As of late, my pen and my keyboard have been a bit silent as I sort through the cacophony of opinions & ideas on the recent nation shattering events.
Then, on an early morning news and comment program, Pulitzer Prize–winning historian Jon Meacham gave me a gift, he spoke about a quote from President Ronald Reagan about losing liberty and freedom.
I believe the quote in part reads, “”Freedom is never more than one generation away from extinction.”
As we try to put the historic events of the last months into context and relevance, and how to address the deaths and injuries of Capitol Police Officers defending the U.S. Capitol, let’s ponder for a few brief moment what freedom and liberty have meant to the disability community.
Full disclosure, I look at this through the view of a person with a lifelong disability who personally experienced one and more of these current events.
What it has meant thus far, that we still have much liberty and equality yet to achieve for people with disabilities, and perhaps with importance, what it means to lose our liberty and our country’s liberty.
Let us remember just some examples of over more than 50 years of hard work and sweat that achieved liberty:
Individuals with Disabilities Education Act ensuring equal access to free public education and appropriate special education for children with disabilities.
Rehabilitation Act (and its many subsequent iterations) not only giving access to job training services and later independent living services & centers for people with disabilities but also very importantly Rehabilitation Act Section 504 banned discrimination on the basis of disability by recipients of federal funds.
Americans with Disabilities Act & subsequent ADA Amendments – The White House archives called the ADA “a landmark moment in history.” “…On July 26, 1990…America became the first country to adopt a comprehensive civil rights declaration for people with disabilities.
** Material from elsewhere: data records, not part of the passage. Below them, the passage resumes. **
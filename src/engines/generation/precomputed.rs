use super::generator::{SymbolicFeatureGenerator, SymbolicFeatureSet, SymbolicMetadata};
use crate::config::SymbolicParams;
use crate::data::CsvConnector;
use crate::error::{FeaturePipelineError, Result};
use crate::table::FeatureTable;
use std::path::{Path, PathBuf};

pub const FEATURES_FILE: &str = "features.csv";
pub const METADATA_FILE: &str = "metadata.json";

/// Reads symbolic features produced by an external search run.
///
/// The directory holds `features.csv` (one column per evolved program, rows
/// aligned with the linear feature table) and `metadata.json`
/// ([`SymbolicMetadata`]). A missing metadata file yields empty metadata.
pub struct PrecomputedSymbolicGenerator {
    dir: PathBuf,
    label: String,
}

impl PrecomputedSymbolicGenerator {
    pub fn new<P: AsRef<Path>>(dir: P) -> Self {
        let dir = dir.as_ref().to_path_buf();
        let label = format!("precomputed:{}", dir.display());
        Self { dir, label }
    }

    pub fn dir(&self) -> &Path {
        &self.dir
    }

    fn read_metadata(&self) -> Result<SymbolicMetadata> {
        let path = self.dir.join(METADATA_FILE);
        if !path.exists() {
            log::warn!("No {} in {}, continuing without program details", METADATA_FILE, self.dir.display());
            return Ok(SymbolicMetadata::default());
        }
        let text = std::fs::read_to_string(&path)?;
        Ok(serde_json::from_str(&text)?)
    }
}

impl SymbolicFeatureGenerator for PrecomputedSymbolicGenerator {
    fn generate(
        &mut self,
        _features: &FeatureTable,
        _target: &str,
        params: &SymbolicParams,
    ) -> Result<SymbolicFeatureSet> {
        let path = self.dir.join(FEATURES_FILE);
        if !path.exists() {
            return Err(FeaturePipelineError::Collaborator(format!(
                "Symbolic feature file not found: {}",
                path.display()
            )));
        }

        let features = FeatureTable::from_frame(CsvConnector::read_frame(&path)?)?;
        let metadata = self.read_metadata()?;

        if features.width() > params.n_features {
            log::warn!(
                "{} holds {} features, more than the configured n_features {}",
                path.display(),
                features.width(),
                params.n_features
            );
        }

        Ok(SymbolicFeatureSet { features, metadata })
    }

    fn name(&self) -> &str {
        &self.label
    }
}
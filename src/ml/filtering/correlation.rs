use crate::error::{FeaturePipelineError, Result};
use crate::table::FeatureTable;
use crate::utils::stats;
use serde::{Deserialize, Serialize};
use std::fmt;
use std::str::FromStr;

#[derive(Debug, Clone, Copy, PartialEq, Eq, Serialize, Deserialize)]
#[serde(rename_all = "lowercase")]
pub enum CorrelationMethod {
    Pearson,
    Spearman,
}

impl CorrelationMethod {
    pub fn as_str(&self) -> &'static str {
        match self {
            Self::Pearson => "pearson",
            Self::Spearman => "spearman",
        }
    }

    pub fn coefficient(&self, x: &[f64], y: &[f64]) -> f64 {
        match self {
            Self::Pearson => stats::pearson(x, y),
            Self::Spearman => stats::spearman(x, y),
        }
    }
}

impl FromStr for CorrelationMethod {
    type Err = FeaturePipelineError;

    fn from_str(name: &str) -> Result<Self> {
        match name {
            "pearson" => Ok(Self::Pearson),
            "spearman" => Ok(Self::Spearman),
            other => Err(FeaturePipelineError::InvalidParameter(format!(
                "Unknown correlation method: {}",
                other
            ))),
        }
    }
}

/// Square, symmetric matrix of pairwise coefficients with a unit diagonal.
///
/// Pairs involving a constant column are `NaN`, which never passes a
/// threshold comparison.
#[derive(Debug, Clone)]
pub struct CorrelationMatrix {
    method: CorrelationMethod,
    names: Vec<String>,
    values: Vec<f64>,
}

impl CorrelationMatrix {
    pub fn compute(table: &FeatureTable, method: CorrelationMethod) -> Result<Self> {
        let columns = table.columns()?;
        let names: Vec<String> = columns.iter().map(|(name, _)| name.clone()).collect();

        // Rank once per column, then every Spearman pair is a Pearson over ranks
        let prepared: Vec<Vec<f64>> = columns
            .into_iter()
            .map(|(_, values)| match method {
                CorrelationMethod::Pearson => values,
                CorrelationMethod::Spearman => stats::rank(&values),
            })
            .collect();

        let n = names.len();
        let mut values = vec![0.0; n * n];
        for i in 0..n {
            values[i * n + i] = 1.0;
            for j in (i + 1)..n {
                let c = stats::pearson(&prepared[i], &prepared[j]);
                values[i * n + j] = c;
                values[j * n + i] = c;
            }
        }

        Ok(Self {
            method,
            names,
            values,
        })
    }

    pub fn method(&self) -> CorrelationMethod {
        self.method
    }

    pub fn names(&self) -> &[String] {
        &self.names
    }

    pub fn len(&self) -> usize {
        self.names.len()
    }

    pub fn is_empty(&self) -> bool {
        self.names.is_empty()
    }

    pub fn get(&self, i: usize, j: usize) -> f64 {
        self.values[i * self.names.len() + j]
    }

    fn index_of(&self, name: &str) -> Option<usize> {
        self.names.iter().position(|n| n == name)
    }

    pub fn between(&self, a: &str, b: &str) -> Option<f64> {
        Some(self.get(self.index_of(a)?, self.index_of(b)?))
    }

    /// Coefficients of every column against `name`, in matrix order.
    pub fn against(&self, name: &str) -> Result<Vec<(String, f64)>> {
        let j = self
            .index_of(name)
            .ok_or_else(|| FeaturePipelineError::MissingColumn(name.to_string()))?;
        Ok(self
            .names
            .iter()
            .enumerate()
            .map(|(i, n)| (n.clone(), self.get(i, j)))
            .collect())
    }
}

impl fmt::Display for CorrelationMatrix {
    /// Lower triangle, two decimals.
    fn fmt(&self, f: &mut fmt::Formatter<'_>) -> fmt::Result {
        let width = self.names.iter().map(|n| n.len()).max().unwrap_or(0).max(6);

        write!(f, "{:<width$}", self.method.as_str(), width = width)?;
        for name in &self.names {
            write!(f, " {:>width$}", name, width = width)?;
        }
        writeln!(f)?;

        for (i, row) in self.names.iter().enumerate() {
            write!(f, "{:<width$}", row, width = width)?;
            for j in 0..=i {
                write!(f, " {:>width$.2}", self.get(i, j), width = width)?;
            }
            writeln!(f)?;
        }
        Ok(())
    }
}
The ADA was a landmark moment in history, designed to provide universal accessibility in the areas of employment, public service, public accommodations, and telecommunications.”
Olmstead Decision – the United States Supreme Court held in Olmstead v. L.C. that unjustified segregation of persons with disabilities constitutes discrimination in violation of title II of the Americans with Disabilities Act.
With those examples of achievements in the disability movement, we must remember that we have yet far to go under the protection of our Democratic Republic that for over 200 years has espoused freedom and liberty for all, not just those with the biggest club. Just a few examples of yet to do:
Repeal Section 14 ( c ) of the Fair Labor Standards Act permitting subminimum wage for workers with disabilities.
Equal access to Home and Community-Based Services – so people with disabilities have equal access in our society and to their communities where they wish to live with informed choices.
Access to affordable high-speed internet and technology across the country in both urban and rural locations.
All have access to affordable health care coverage without having to live in poverty.
So, why the brief history lesson of what has been achieved and the short litany of work yet to be done?
Because perhaps John Meacham and President Reagan have shown us a path to the future.
Without our Democratic Republic with its Three Branches of Government (Executive, Legislative, Judiciary) – where one branch does not attempt to take over the others – we would never have had the opportunities to achieve the equal access we have thus far and continue to work for a fairer more inclusive future.
With respect, do not forget governments in this world that disregarded liberty & freedom and how the rights & lives of people were cast away with that liberty.
Our history teaches us that we must preserve the freedom and liberty of persons with disabilities (and all people) in each generation to come.
Remember when other governments decided our rights and lives had no value and acted accordingly.